Las ceremonias comunitarias presenciales cambiaron durante el año 2020, con la propagación a nivel mundial del COVID-19. La tragedia sanitaria modificó de forma radical las maneras del encuentro, de moverse en el espacio público, de delimitación de los sitios para la intimidad. El encierro obligado despertó reflexiones en torno al aceleramiento de la tecnología y el escaso o nulo contacto físico. La presencia corporal mediante imágenes; las imágenes que a su vez funcionan como un archivo “en vivo”; el repertorio online que aparece como un “estar allí” radicalmente distinto: todos estos cambios pusieron en entredicho las certezas construidas hasta el momento.

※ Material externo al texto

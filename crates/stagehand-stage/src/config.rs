// Copyright 2025 eraflo
//
// Licensed under the Apache License, Version 2.0 (the "License");
// you may not use this file except in compliance with the License.
// You may obtain a copy of the License at
//
//     http://www.apache.org/licenses/LICENSE-2.0
//
// Unless required by applicable law or agreed to in writing, software
// distributed under the License is distributed on an "AS IS" BASIS,
// WITHOUT WARRANTIES OR CONDITIONS OF ANY KIND, either express or implied.
// See the License for the specific language governing permissions and
// limitations under the License.

//! Configuration surfaces: per-stage options, environment options, scene
//! settings and the aggregate [`StagehandConfig`] read from RON.
//!
//! Everything is permissive. Missing keys take their defaults and unknown
//! keys are ignored, so hand-edited files keep working across versions.

use crate::error::StageError;
use crate::presets::{environment_preset, EnvironmentPreset};
use serde::{Deserialize, Serialize};
use stagehand_io::LoaderConfig;
use std::collections::BTreeMap;
use std::path::Path;

/// Options a stage is created with.
#[derive(Debug, Clone, PartialEq, Serialize, Deserialize)]
#[serde(default)]
pub struct StageConfig {
    /// Environment image to bake, relative to the asset root. `None` uses
    /// the preset's image, or the procedural fallback without one.
    pub environment: Option<String>,
    /// Key into [`ENVIRONMENT_PRESETS`](crate::presets::ENVIRONMENT_PRESETS).
    pub environment_preset: Option<String>,
    /// Camera preset name.
    pub camera: String,
    /// Controls preset name (`"orbit"`, `"auto_orbit"` or `"none"`).
    pub controls: String,
}

impl Default for StageConfig {
    fn default() -> Self {
        Self {
            environment: None,
            environment_preset: None,
            camera: "default".to_string(),
            controls: "orbit".to_string(),
        }
    }
}

impl StageConfig {
    /// Builder for the environment path.
    pub fn with_environment(mut self, path: impl Into<String>) -> Self {
        self.environment = Some(path.into());
        self
    }

    /// Builder for the environment preset.
    pub fn with_environment_preset(mut self, key: impl Into<String>) -> Self {
        self.environment_preset = Some(key.into());
        self
    }

    /// The preset this stage refers to, if it names a known one.
    pub fn resolved_environment_preset(&self) -> Option<&'static EnvironmentPreset> {
        let key = self.environment_preset.as_deref()?;
        let preset = environment_preset(key);
        if preset.is_none() {
            log::warn!("Unknown environment preset '{key}'");
        }
        preset
    }

    /// The image to bake: the explicit path, else the preset's image.
    pub fn environment_path(&self) -> Option<&str> {
        self.environment
            .as_deref()
            .or_else(|| self.resolved_environment_preset().map(|p| p.path))
    }

    /// `base` with the preset's settings applied, if there is one.
    pub fn environment_options(&self, base: &EnvironmentOptions) -> EnvironmentOptions {
        match self.resolved_environment_preset() {
            Some(preset) => preset.options(base),
            None => base.clone(),
        }
    }

    /// Builder for the camera preset.
    pub fn with_camera(mut self, preset: impl Into<String>) -> Self {
        self.camera = preset.into();
        self
    }

    /// Builder for the controls preset.
    pub fn with_controls(mut self, controls: impl Into<String>) -> Self {
        self.controls = controls.into();
        self
    }
}

/// Scalar settings applied to a baked environment.
#[derive(Debug, Clone, PartialEq, Serialize, Deserialize)]
#[serde(default)]
pub struct EnvironmentOptions {
    /// Reflection intensity.
    pub intensity: f32,
    /// Background blurriness in `[0, 1]`.
    pub blur: f32,
    /// Rotation around the vertical axis, in radians.
    pub rotation: f32,
    /// Tone-mapping exposure.
    pub exposure: f32,
    /// Show the map as the scene background.
    pub background_enabled: bool,
    /// Intensity of the environment's sun light.
    pub sun_intensity: f32,
    /// Intensity of the environment's ambient light.
    pub ambient_intensity: f32,
}

impl Default for EnvironmentOptions {
    fn default() -> Self {
        Self {
            intensity: 1.0,
            blur: 0.0,
            rotation: 0.0,
            exposure: 1.0,
            background_enabled: true,
            sun_intensity: 0.0,
            ambient_intensity: 1.0,
        }
    }
}

/// Fog, either linear between `near` and `far` or exponential when
/// `density` is positive. A known `preset` overrides color and density.
#[derive(Debug, Clone, PartialEq, Serialize, Deserialize)]
#[serde(default)]
pub struct FogSettings {
    /// Whether fog is applied.
    pub enabled: bool,
    /// `0xRRGGBB` color.
    pub color: u32,
    /// Distance where fog starts.
    pub near: f32,
    /// Distance where fog is opaque.
    pub far: f32,
    /// Exponential-squared density. `0` selects linear fog.
    pub density: f32,
    /// Key into [`FOG_PRESETS`](crate::presets::FOG_PRESETS).
    pub preset: Option<String>,
}

impl Default for FogSettings {
    fn default() -> Self {
        Self {
            enabled: false,
            color: 0x000000,
            near: 1.0,
            far: 1000.0,
            density: 0.0,
            preset: None,
        }
    }
}

/// Solid background.
#[derive(Debug, Clone, PartialEq, Serialize, Deserialize)]
#[serde(default)]
pub struct BackgroundSettings {
    /// Whether a solid color is drawn behind the scene.
    pub enabled: bool,
    /// `0xRRGGBB` color.
    pub color: u32,
    /// Background opacity.
    pub alpha: f32,
}

impl Default for BackgroundSettings {
    fn default() -> Self {
        Self {
            enabled: true,
            color: 0x000000,
            alpha: 1.0,
        }
    }
}

/// Shadow map settings.
#[derive(Debug, Clone, PartialEq, Serialize, Deserialize)]
#[serde(default)]
pub struct ShadowSettings {
    /// Whether shadows are rendered.
    pub enabled: bool,
    /// Re-render shadow maps every frame.
    pub auto_update: bool,
}

impl Default for ShadowSettings {
    fn default() -> Self {
        Self {
            enabled: true,
            auto_update: true,
        }
    }
}

/// Tone mapping settings.
#[derive(Debug, Clone, PartialEq, Serialize, Deserialize)]
#[serde(default)]
pub struct ToneMappingSettings {
    /// Whether tone mapping is applied.
    pub enabled: bool,
    /// Exposure multiplier.
    pub exposure: f32,
}

impl Default for ToneMappingSettings {
    fn default() -> Self {
        Self {
            enabled: true,
            exposure: 1.0,
        }
    }
}

/// Fog, background, shadow and tone-mapping state of a scene.
///
/// Each scene keeps one of these as its debug object: edit it through
/// [`SceneContainer::settings_mut`](crate::SceneContainer::settings_mut) and
/// call `update_from_debug` to apply.
#[derive(Debug, Clone, Default, PartialEq, Serialize, Deserialize)]
#[serde(default)]
pub struct SceneSettings {
    /// Fog.
    pub fog: FogSettings,
    /// Background.
    pub background: BackgroundSettings,
    /// Shadows.
    pub shadows: ShadowSettings,
    /// Tone mapping.
    pub tone_mapping: ToneMappingSettings,
}

/// Initial viewport size.
#[derive(Debug, Clone, Copy, PartialEq, Eq, Serialize, Deserialize)]
#[serde(default)]
pub struct Viewport {
    /// Width in pixels.
    pub width: u32,
    /// Height in pixels.
    pub height: u32,
}

impl Default for Viewport {
    fn default() -> Self {
        Self {
            width: 1280,
            height: 720,
        }
    }
}

impl Viewport {
    /// Width over height, or `1.0` for a degenerate viewport.
    pub fn aspect(&self) -> f32 {
        if self.height == 0 {
            1.0
        } else {
            self.width as f32 / self.height as f32
        }
    }
}

/// Everything an application needs to set up its stages.
///
/// ```
/// use stagehand_stage::StagehandConfig;
///
/// let config = StagehandConfig::from_ron_str(
///     r#"(
///         environment: (exposure: 1.5),
///         stages: { "showroom": (camera: "wide_shot") },
///     )"#,
/// )
/// .unwrap();
/// assert_eq!(config.environment.exposure, 1.5);
/// assert_eq!(config.stages["showroom"].controls, "orbit");
/// ```
#[derive(Debug, Clone, Default, PartialEq, Serialize, Deserialize)]
#[serde(default)]
pub struct StagehandConfig {
    /// Loader settings.
    pub loaders: LoaderConfig,
    /// Initial scene settings for every stage.
    pub scene: SceneSettings,
    /// Environment options for every stage.
    pub environment: EnvironmentOptions,
    /// Initial viewport.
    pub viewport: Viewport,
    /// Stages to create at startup, by name.
    pub stages: BTreeMap<String, StageConfig>,
    /// Stage to activate once the startup stages exist.
    pub active_stage: Option<String>,
}

impl StagehandConfig {
    /// Parses a RON document.
    pub fn from_ron_str(source: &str) -> Result<Self, StageError> {
        ron::from_str(source).map_err(|e| StageError::Config(e.to_string()))
    }

    /// Reads and parses a RON file.
    pub fn load(path: impl AsRef<Path>) -> Result<Self, StageError> {
        let path = path.as_ref();
        let source = std::fs::read_to_string(path)
            .map_err(|e| StageError::Config(format!("{}: {}", path.display(), e)))?;
        let config = Self::from_ron_str(&source)?;
        log::info!(
            "Loaded configuration from {} ({} stages)",
            path.display(),
            config.stages.len()
        );
        Ok(config)
    }

    /// Serializes to pretty RON.
    pub fn to_ron_string(&self) -> Result<String, StageError> {
        ron::ser::to_string_pretty(self, ron::ser::PrettyConfig::default())
            .map_err(|e| StageError::Config(e.to_string()))
    }
}

#[cfg(test)]
mod tests {
    use super::*;
    use std::io::Write;

    #[test]
    fn test_missing_keys_take_defaults() {
        let config = StagehandConfig::from_ron_str("()").unwrap();
        assert_eq!(config, StagehandConfig::default());
        assert_eq!(config.viewport.width, 1280);
        assert!(config.scene.background.enabled);
    }

    #[test]
    fn test_unknown_keys_are_ignored() {
        let config = StagehandConfig::from_ron_str(
            r#"(
                renderer: "webgl",
                environment: (intensity: 2.0, sparkle: true),
                stages: {
                    "studio": (environment: Some("studio.hdr"), lens_flare: true),
                },
            )"#,
        )
        .unwrap();

        assert_eq!(config.environment.intensity, 2.0);
        assert_eq!(config.environment.exposure, 1.0);
        let studio = &config.stages["studio"];
        assert_eq!(studio.environment.as_deref(), Some("studio.hdr"));
        assert_eq!(studio.camera, "default");
    }

    #[test]
    fn test_environment_preset_supplies_path_and_settings() {
        let config = StagehandConfig::from_ron_str(
            r#"(
                environment: (rotation: 0.5),
                scene: (fog: (enabled: true, preset: Some("dusk"))),
                stages: {
                    "night": (environment_preset: Some("satara_night")),
                    "custom": (environment: Some("own.hdr"), environment_preset: Some("comic")),
                    "typo": (environment_preset: Some("sataranight")),
                },
            )"#,
        )
        .unwrap();

        let night = &config.stages["night"];
        assert_eq!(night.environment_path(), Some("environment_maps/hdr/satara_night.hdr"));
        let options = night.environment_options(&config.environment);
        assert_eq!((options.intensity, options.blur), (0.8, 0.1));
        assert_eq!((options.sun_intensity, options.ambient_intensity), (0.2, 0.8));
        assert_eq!(options.rotation, 0.5);

        // An explicit path wins over the preset's image, not its settings.
        let custom = &config.stages["custom"];
        assert_eq!(custom.environment_path(), Some("own.hdr"));
        assert_eq!(custom.environment_options(&config.environment).intensity, 1.3);

        let typo = &config.stages["typo"];
        assert_eq!(typo.environment_path(), None);
        assert_eq!(typo.environment_options(&config.environment), config.environment);

        assert_eq!(config.scene.fog.preset.as_deref(), Some("dusk"));
    }

    #[test]
    fn test_malformed_source_is_a_config_error() {
        let result = StagehandConfig::from_ron_str("(viewport: (width: \"wide\"))");
        assert!(matches!(result, Err(StageError::Config(_))));
    }

    #[test]
    fn test_load_from_file() {
        let mut file = tempfile::NamedTempFile::new().unwrap();
        write!(file, "(active_stage: Some(\"lobby\"), viewport: (width: 640, height: 480))").unwrap();

        let config = StagehandConfig::load(file.path()).unwrap();

        assert_eq!(config.active_stage.as_deref(), Some("lobby"));
        assert_eq!(config.viewport.aspect(), 640.0 / 480.0);
    }

    #[test]
    fn test_round_trips_through_ron() {
        let mut config = StagehandConfig::default();
        config
            .stages
            .insert("a".to_string(), StageConfig::default().with_camera("close_up"));

        let text = config.to_ron_string().unwrap();

        assert_eq!(StagehandConfig::from_ron_str(&text).unwrap(), config);
    }
}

En el prólogo de El archivo y el repertorio —trabajo acerca de la memoria performática de América Latina— Diana Taylor aclara algunos aspectos sobre la recepción del libro: “una de las principales lecturas equivocadas de esta obra, a mi parecer, es que el ‘archivo’ y el ‘repertorio’ existían de forma binaria, uno opuesto a otro”. El planteo original de la autora es que el archivo existe “en forma de documentos, mapas, textos literarios, cartas, restos arqueológicos, huesos, videos, películas, discos compactos, todos esos artículos supuestamente resistentes al cambio” (17). El repertorio, en cambio, “requiere presencia, la gente participa en la producción y reproducción de saber al ‘estar allí’ y ser parte de la transmisión”.
Los señalamientos de la autora son, en principio, comprensibles: la diferenciación tajante entre objetos y teatralidades nos han llevado a callejones sin salida. Insiste en señalar malos entendidos: “si escribiera de nuevo el libro ahora —apunta— subrayaría que las tecnologías digitales constituyen otro sistema más de transmisión que, rápidamente, está complicando los sistemas de conocimiento occidentales, al plantear nuevas cuestiones en torno a la presencia, temporalidad, espacio, corporalización, sociabilidad y memoria (generalmente asociada al repertorio), y a cuestiones de derecho de autor, autoridad, historia y preservación (ligadas al archivo)” (17).
El problema que esboza Taylor sigue vigente. Ella ensaya una posible salida: “quiero argumentar que la era digital, que posibilita acceso casi ilimitado a la información, se desplaza constantemente, no marca el comienzo de la era del archivo ni simplemente una nueva dimensión de interacción para el repertorio, sino algo bastante diferente, que se nutre de ellos y simultáneamente los altera”. A su entender el binomio devino trinomio: hoy “lo corporalizado, lo archivístico y lo digital se yuxtaponen”.
Varias iglesias han asumido esta disyuntiva. Sin desconocer las complejidades entre los binomios cuerpo-herramienta o presencial-online, han optado por la reflexión profunda. Jeff Reed es un reconocido pastor evangélico. Su púlpito en línea se presenta como una iglesia phygital, una iglesia hybrid. Reconoce que las formas mixturadas de estos credos lograron mantener el vínculo durante la emergencia. “La iglesia online nos enseña dos lecciones”, afirma. “La primera es que la cantidad de discípulos se acelera cuando el evangelio se convierte en portátil. La segunda: que la salvación puede suceder en una sala de estar con la misma eficacia que en un auditorio”. Las afirmaciones del pastor interrogan la misma operatividad de ciertos rituales religiosos, como los funerales, encuentros del adiós, del duelo. Durante el primer año de pandemia y debido al riesgo de contagio, los entierros y cremaciones sólo podían ser acompañados por un mínimo de personas. En general, no más de dos. Varias naciones prohibieron toda reunión previa o posterior. En muchos casos los procedimientos debían contar con ataúd, aislamiento y bolsa protectora. Cada cuerpo debía portar una etiqueta que identificara el virus contraído. En países como Brasil, por ejemplo, que vieron desbordadas las condiciones de sepultura, se habilitaron terrenos anexados a los tradicionales camposantos.